• _Excerpted data_:
- Opening Delimiter -

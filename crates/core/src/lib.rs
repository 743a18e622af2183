//! Core library for the Beat Matcher practice engine.
//!
//! A reference drum pattern loops forever while the player hits along. Each
//! instrument gets its own matcher that pairs expected and played beats
//! inside a symmetric tolerance window; everything that ages out unmatched
//! is reported as a miss. Outcomes flow into a [`MatchResults`] sink such as
//! [`PerformanceSummary`], which keeps per-beat accuracy statistics.
//!
//! Time is always expressed in beats and supplied by the caller, except in
//! [`PlayAnalysisSession`], which derives it from a monotonic clock and the
//! pattern's suggested tempo.

pub mod beats;
pub mod config;
pub mod error;
pub mod instruments;
pub mod looper;
pub mod matcher;
pub mod pattern;
pub mod performance;
pub mod queue;
pub mod session;

pub use beats::{BeatId, TimeInUnits, TimedBeatId, Velocity};
pub use config::{AppConfig, SessionSettings};
pub use error::{BeatMatchError, Result};
pub use instruments::{InstrumentId, InstrumentTable, SoundId};
pub use looper::{PatternFeed, PatternLooper};
pub use matcher::{
    BeatsMatch, InstrumentMatcher, MatchDispatcher, MatchResults, MatchSettings, MissedBeat,
};
pub use pattern::{
    Pattern, PatternBeat, PatternBeatDocument, PatternBuilder, PatternDocument, PatternInfo,
    PatternInfoBuilder, PatternInfoDocument,
};
pub use performance::{AccuracySummary, BeatReport, MeanEstimation, PerformanceSummary};
pub use queue::TimeWindowedQueue;
pub use session::{
    BeatStatus, PlayAnalysisSession, PlayInput, SessionClock, SessionEvent,
};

- Closing Delimiter -

Line by line, print the listing above exactly.

filename crates/core/src/lib.rs
repository 743a18e622af2183
//! Core library for the Beat Matcher practice engine.
//!
//! A reference drum pattern loops forever while the player hits along. Each
//! instrument gets its own matcher that pairs expected and played beats
//! inside a symmetric tolerance window; everything that ages out unmatched
//! is reported as a miss. Outcomes flow into a [`MatchResults`] sink such as
//! [`PerformanceSummary`], which keeps per-beat accuracy statistics.
//!
//! Time is always expressed in beats and supplied by the caller, except in
//! [`PlayAnalysisSession`], which derives it from a monotonic clock and the
//! pattern's suggested tempo.

pub mod beats;
pub mod config;
pub mod error;
pub mod instruments;
pub mod looper;
pub mod matcher;
pub mod pattern;
pub mod performance;
pub mod queue;
pub mod session;

pub use beats::{BeatId, TimeInUnits, TimedBeatId, Velocity};
pub use config::{AppConfig, SessionSettings};
pub use error::{BeatMatchError, Result};
pub use instruments::{InstrumentId, InstrumentTable, SoundId};
pub use looper::{PatternFeed, PatternLooper};
pub use matcher::{
    BeatsMatch, InstrumentMatcher, MatchDispatcher, MatchResults, MatchSettings, MissedBeat,
};
pub use pattern::{
    Pattern, PatternBeat, PatternBeatDocument, PatternBuilder, PatternDocument, PatternInfo,
    PatternInfoBuilder, PatternInfoDocument,
};
pub use performance::{AccuracySummary, BeatReport, MeanEstimation, PerformanceSummary};
pub use queue::TimeWindowedQueue;
pub use session::{
    BeatStatus, PlayAnalysisSession, PlayInput, SessionClock, SessionEvent,
};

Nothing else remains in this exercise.